To Kill a Mockingbird (1962):The Courtroom Drama That Asks Students to Think About Justice, Courage, and What It Costs to Do the Right Thing

Mr HullMr Hull · 30 June 2026 · 5 min read

By Mr Hull's Movie Guides

To Kill a Mockingbird (1962): The Courtroom Drama That Asks Students to Think About Justice, Courage, and What It Costs to Do the Right Thing

To Kill a Mockingbird introduces students to questions about justice, moral courage, and the gap between what is right and what a community is willing to do. Set in Maycomb, Alabama in the 1930s, the story is told from the point of view of Scout Finch, a six-year-old who is old enough to observe what is happening around her but young enough to find the adults' behavior genuinely confusing. That perspective is part of what makes the movie so useful in a classroom: students can see the injustice clearly because Scout sees it clearly, even when the adults around her choose not to.

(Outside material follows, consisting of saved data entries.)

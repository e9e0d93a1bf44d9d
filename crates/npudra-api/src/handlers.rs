//! REST API handlers.
//!
//! Each handler calls into `DeviceState` on the blocking pool and returns
//! JSON responses.

use axum::Json;
use axum::extract::{Path, State};
use axum::http::StatusCode;
use axum::response::IntoResponse;
use tracing::warn;

use npudra_partition::PhysicalDevice;
use npudra_plugin::{PluginError, ResourceClaim};

use crate::ApiState;

/// Response wrapper for consistent API format.
#[derive(serde::Serialize)]
struct ApiResponse<T: serde::Serialize> {
    success: bool,
    #[serde(skip_serializing_if = "Option::is_none")]
    data: Option<T>,
    #[serde(skip_serializing_if = "Option::is_none")]
    error: Option<String>,
}

impl<T: serde::Serialize> ApiResponse<T> {
    fn ok(data: T) -> Json<Self> {
        Json(Self {
            success: true,
            data: Some(data),
            error: None,
        })
    }
}

fn error_response(msg: &str, status: StatusCode) -> impl IntoResponse {
    (
        status,
        Json(ApiResponse::<()> {
            success: false,
            data: None,
            error: Some(msg.to_string()),
        }),
    )
}

/// Caller mistakes map to 4xx, everything else is ours.
fn status_for(err: &PluginError) -> StatusCode {
    match err {
        PluginError::NotAllocatable(_)
        | PluginError::InvalidClaim(_)
        | PluginError::ClaimNotAllocated(_) => StatusCode::BAD_REQUEST,
        PluginError::InvalidConfig(_) => StatusCode::UNPROCESSABLE_ENTITY,
        PluginError::Persistence(_)
        | PluginError::Cdi(_)
        | PluginError::Discovery(_)
        | PluginError::DeviceClass(_) => StatusCode::INTERNAL_SERVER_ERROR,
    }
}

fn plugin_error(err: &PluginError) -> axum::response::Response {
    error_response(&err.to_string(), status_for(err)).into_response()
}

fn join_error(err: tokio::task::JoinError) -> axum::response::Response {
    warn!(error = %err, "blocking task failed");
    error_response("internal task failed", StatusCode::INTERNAL_SERVER_ERROR).into_response()
}

// ── Claims ─────────────────────────────────────────────────────

/// GET /api/v1/claims
pub async fn list_claims(State(api): State<ApiState>) -> impl IntoResponse {
    let state = api.state.clone();
    match tokio::task::spawn_blocking(move || state.prepared_claims()).await {
        Ok(Ok(claims)) => ApiResponse::ok(claims).into_response(),
        Ok(Err(e)) => plugin_error(&e),
        Err(e) => join_error(e),
    }
}

/// POST /api/v1/claims
pub async fn prepare_claim(
    State(api): State<ApiState>,
    Json(claim): Json<ResourceClaim>,
) -> impl IntoResponse {
    let state = api.state.clone();
    match tokio::task::spawn_blocking(move || state.prepare(&claim)).await {
        Ok(Ok(devices)) => ApiResponse::ok(devices).into_response(),
        Ok(Err(e)) => plugin_error(&e),
        Err(e) => join_error(e),
    }
}

/// DELETE /api/v1/claims/:uid
pub async fn unprepare_claim(
    State(api): State<ApiState>,
    Path(uid): Path<String>,
) -> impl IntoResponse {
    let state = api.state.clone();
    let claim_uid = uid.clone();
    match tokio::task::spawn_blocking(move || state.unprepare(&claim_uid)).await {
        Ok(Ok(warnings)) => ApiResponse::ok(serde_json::json!({
            "claim": uid,
            "warnings": warnings.iter().map(|w| w.to_string()).collect::<Vec<_>>(),
        }))
        .into_response(),
        Ok(Err(e)) => plugin_error(&e),
        Err(e) => join_error(e),
    }
}

// ── Devices ────────────────────────────────────────────────────

/// GET /api/v1/devices
pub async fn list_devices(State(api): State<ApiState>) -> impl IntoResponse {
    let devices: Vec<_> = api.state.allocatable_devices().into_values().collect();
    ApiResponse::ok(devices)
}

/// GET /api/v1/partitions
pub async fn list_partitions(State(api): State<ApiState>) -> impl IntoResponse {
    let cards: Vec<PhysicalDevice> = api
        .state
        .partitions()
        .map(|p| p.physical_devices())
        .unwrap_or_default();
    ApiResponse::ok(cards)
}

/// GET /healthz
pub async fn healthz() -> impl IntoResponse {
    ApiResponse::ok("ok")
}
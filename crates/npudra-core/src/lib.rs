pub mod config;
pub mod types;

pub use config::DriverConfig;
pub use types::*;
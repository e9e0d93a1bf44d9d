//! Opaque `NpuConfig` parameters attached to claims and device classes.

use std::fmt;
use std::sync::LazyLock;

use regex::Regex;
use serde::{Deserialize, Serialize};

use crate::claim::{ConfigSource, DeviceAllocationConfiguration};
use crate::error::{PluginError, PluginResult};

pub const API_VERSION: &str = "npu.resource.example.com/v1alpha1";
pub const NPU_CONFIG_KIND: &str = "NpuConfig";

const MAX_TEMPLATE_NAME_LEN: usize = 63;

static TEMPLATE_NAME_RE: LazyLock<Regex> =
    LazyLock::new(|| Regex::new(r"^[A-Za-z0-9][A-Za-z0-9_.-]*$").expect("template name pattern is valid"));

#[derive(Debug, Clone, Copy, PartialEq, Eq, Serialize, Deserialize)]
pub enum SharingStrategy {
    TimeSlicing,
    SpacePartitioning,
}

impl fmt::Display for SharingStrategy {
    fn fmt(&self, f: &mut fmt::Formatter<'_>) -> fmt::Result {
        match self {
            SharingStrategy::TimeSlicing => write!(f, "TimeSlicing"),
            SharingStrategy::SpacePartitioning => write!(f, "SpacePartitioning"),
        }
    }
}

#[derive(Debug, Clone, Copy, Default, PartialEq, Eq, Serialize, Deserialize)]
pub enum TimeSliceInterval {
    #[default]
    Default,
    Short,
    Medium,
    Long,
}

impl fmt::Display for TimeSliceInterval {
    fn fmt(&self, f: &mut fmt::Formatter<'_>) -> fmt::Result {
        let s = match self {
            TimeSliceInterval::Default => "Default",
            TimeSliceInterval::Short => "Short",
            TimeSliceInterval::Medium => "Medium",
            TimeSliceInterval::Long => "Long",
        };
        write!(f, "{s}")
    }
}

#[derive(Debug, Clone, PartialEq, Eq, Serialize, Deserialize)]
#[serde(rename_all = "camelCase", deny_unknown_fields)]
pub struct TimeSlicingConfig {
    #[serde(default)]
    pub interval: TimeSliceInterval,
}

#[derive(Debug, Clone, PartialEq, Eq, Serialize, Deserialize)]
#[serde(rename_all = "camelCase", deny_unknown_fields)]
pub struct SpacePartitioningConfig {
    pub partition_count: u32,
}

#[derive(Debug, Clone, PartialEq, Eq, Serialize, Deserialize)]
#[serde(rename_all = "camelCase", deny_unknown_fields)]
pub struct NpuSharing {
    pub strategy: SharingStrategy,
    #[serde(default, skip_serializing_if = "Option::is_none")]
    pub time_slicing_config: Option<TimeSlicingConfig>,
    #[serde(default, skip_serializing_if = "Option::is_none")]
    pub space_partitioning_config: Option<SpacePartitioningConfig>,
}

#[derive(Debug, Clone, Default, PartialEq, Eq, Serialize, Deserialize)]
#[serde(rename_all = "camelCase", deny_unknown_fields)]
pub struct VnpuSpec {
    #[serde(default)]
    pub template_name: String,
}

/// Driver configuration carried in opaque claim and class parameters.
#[derive(Debug, Clone, PartialEq, Eq, Serialize, Deserialize)]
#[serde(rename_all = "camelCase", deny_unknown_fields)]
pub struct NpuConfig {
    pub api_version: String,
    pub kind: String,
    #[serde(default, skip_serializing_if = "Option::is_none")]
    pub sharing: Option<NpuSharing>,
    #[serde(default, skip_serializing_if = "Option::is_none")]
    pub vnpu_spec: Option<VnpuSpec>,
}

impl NpuConfig {
    /// Config applied to every request no other config matches: exclusive
    /// access, no vNPU template.
    pub fn default_config() -> Self {
        Self {
            api_version: API_VERSION.to_string(),
            kind: NPU_CONFIG_KIND.to_string(),
            sharing: None,
            vnpu_spec: None,
        }
    }

    /// Config selecting a vNPU template.
    pub fn with_template(template_name: &str) -> Self {
        Self {
            vnpu_spec: Some(VnpuSpec {
                template_name: template_name.to_string(),
            }),
            ..Self::default_config()
        }
    }

    /// Non-empty vNPU template name, if any.
    pub fn template_name(&self) -> Option<&str> {
        self.vnpu_spec
            .as_ref()
            .map(|spec| spec.template_name.as_str())
            .filter(|name| !name.is_empty())
    }

    /// Fill in defaults inside an existing sharing block.
    pub fn normalize(&mut self) {
        let Some(sharing) = self.sharing.as_mut() else {
            return;
        };
        match sharing.strategy {
            SharingStrategy::TimeSlicing => {
                sharing
                    .time_slicing_config
                    .get_or_insert(TimeSlicingConfig {
                        interval: TimeSliceInterval::Default,
                    });
            }
            SharingStrategy::SpacePartitioning => {
                sharing
                    .space_partitioning_config
                    .get_or_insert(SpacePartitioningConfig { partition_count: 1 });
            }
        }
    }

    pub fn validate(&self) -> PluginResult<()> {
        if self.api_version != API_VERSION || self.kind != NPU_CONFIG_KIND {
            return Err(PluginError::InvalidConfig(format!(
                "unsupported config type {}/{}",
                self.api_version, self.kind
            )));
        }
        if let Some(sharing) = &self.sharing {
            validate_sharing(sharing)?;
        }
        if let Some(spec) = &self.vnpu_spec
            && !spec.template_name.is_empty()
        {
            let name = &spec.template_name;
            if name.len() > MAX_TEMPLATE_NAME_LEN || !TEMPLATE_NAME_RE.is_match(name) {
                return Err(PluginError::InvalidConfig(format!(
                    "invalid vNPU template name {name:?}"
                )));
            }
        }
        Ok(())
    }

    /// Sharing env vars for one device, keyed by its env suffix.
    pub fn sharing_env(&self, suffix: &str) -> Vec<String> {
        let Some(sharing) = &self.sharing else {
            return Vec::new();
        };
        let mut env = vec![format!(
            "NPU_DEVICE_{suffix}_SHARING_STRATEGY={}",
            sharing.strategy
        )];
        match sharing.strategy {
            SharingStrategy::TimeSlicing => {
                if let Some(ts) = &sharing.time_slicing_config {
                    env.push(format!("NPU_DEVICE_{suffix}_TIMESLICE_INTERVAL={}", ts.interval));
                }
            }
            SharingStrategy::SpacePartitioning => {
                if let Some(sp) = &sharing.space_partitioning_config {
                    env.push(format!(
                        "NPU_DEVICE_{suffix}_PARTITION_COUNT={}",
                        sp.partition_count
                    ));
                }
            }
        }
        env
    }
}

fn validate_sharing(sharing: &NpuSharing) -> PluginResult<()> {
    match sharing.strategy {
        SharingStrategy::TimeSlicing => {
            if sharing.space_partitioning_config.is_some() {
                return Err(PluginError::InvalidConfig(
                    "spacePartitioningConfig is not allowed with TimeSlicing".to_string(),
                ));
            }
            if sharing.time_slicing_config.is_none() {
                return Err(PluginError::InvalidConfig(
                    "TimeSlicing requires timeSlicingConfig".to_string(),
                ));
            }
        }
        SharingStrategy::SpacePartitioning => {
            if sharing.time_slicing_config.is_some() {
                return Err(PluginError::InvalidConfig(
                    "timeSlicingConfig is not allowed with SpacePartitioning".to_string(),
                ));
            }
            match &sharing.space_partitioning_config {
                None => {
                    return Err(PluginError::InvalidConfig(
                        "SpacePartitioning requires spacePartitioningConfig".to_string(),
                    ));
                }
                Some(sp) if sp.partition_count < 1 => {
                    return Err(PluginError::InvalidConfig(format!(
                        "partitionCount must be at least 1, got {}",
                        sp.partition_count
                    )));
                }
                Some(_) => {}
            }
        }
    }
    Ok(())
}

/// Strictly decode opaque parameters into an [`NpuConfig`].
pub fn decode_npu_config(parameters: &serde_json::Value) -> PluginResult<NpuConfig> {
    let config: NpuConfig = serde_json::from_value(parameters.clone()).map_err(|e| {
        PluginError::InvalidConfig(format!("error decoding config parameters: {e}"))
    })?;
    if config.api_version != API_VERSION || config.kind != NPU_CONFIG_KIND {
        return Err(PluginError::InvalidConfig(format!(
            "unsupported config type {}/{}",
            config.api_version, config.kind
        )));
    }
    Ok(config)
}

/// A decoded config and the requests it applies to.
#[derive(Debug, Clone, PartialEq, Eq)]
pub struct OpaqueDeviceConfig {
    /// Empty applies to every request.
    pub requests: Vec<String>,
    pub config: NpuConfig,
}

impl OpaqueDeviceConfig {
    pub fn applies_to(&self, request: &str) -> bool {
        self.requests.is_empty() || self.requests.iter().any(|r| r == request)
    }
}

/// Decode the configs attached to an allocation, class configs first and
/// claim configs after, so later entries take precedence on a reverse scan.
pub fn resolve_opaque_configs(
    driver_name: &str,
    configs: &[DeviceAllocationConfiguration],
) -> PluginResult<Vec<OpaqueDeviceConfig>> {
    let mut resolved = Vec::new();
    for source in [ConfigSource::FromClass, ConfigSource::FromClaim] {
        for config in configs.iter().filter(|c| c.source == source) {
            let Some(opaque) = &config.opaque else {
                return Err(PluginError::InvalidConfig(
                    "only opaque parameters are supported by this driver".to_string(),
                ));
            };
            if opaque.driver != driver_name {
                continue;
            }
            resolved.push(OpaqueDeviceConfig {
                requests: config.requests.clone(),
                config: decode_npu_config(&opaque.parameters)?,
            });
        }
    }
    Ok(resolved)
}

Atticus Finch, Scout's father and a small-town lawyer, agrees to defend Tom Robinson, a Black man accused of raping a white woman in a case where the evidence points plainly to his innocence. The trial is only part of the story. Running alongside it is Scout and her brother Jem's fascination with Boo Radley, the reclusive neighbor their street has turned into a legend, and the slow process of learning that the world is more complicated than childhood allows for.

The movie is the 1962 adaptation of Harper Lee's Pulitzer Prize-winning novel, starring Gregory Peck in an Oscar-winning performance as Atticus. It is best suited to grades 8 through 12 and works as both a novel companion and a standalone classroom text on American history, civil rights, and moral reasoning.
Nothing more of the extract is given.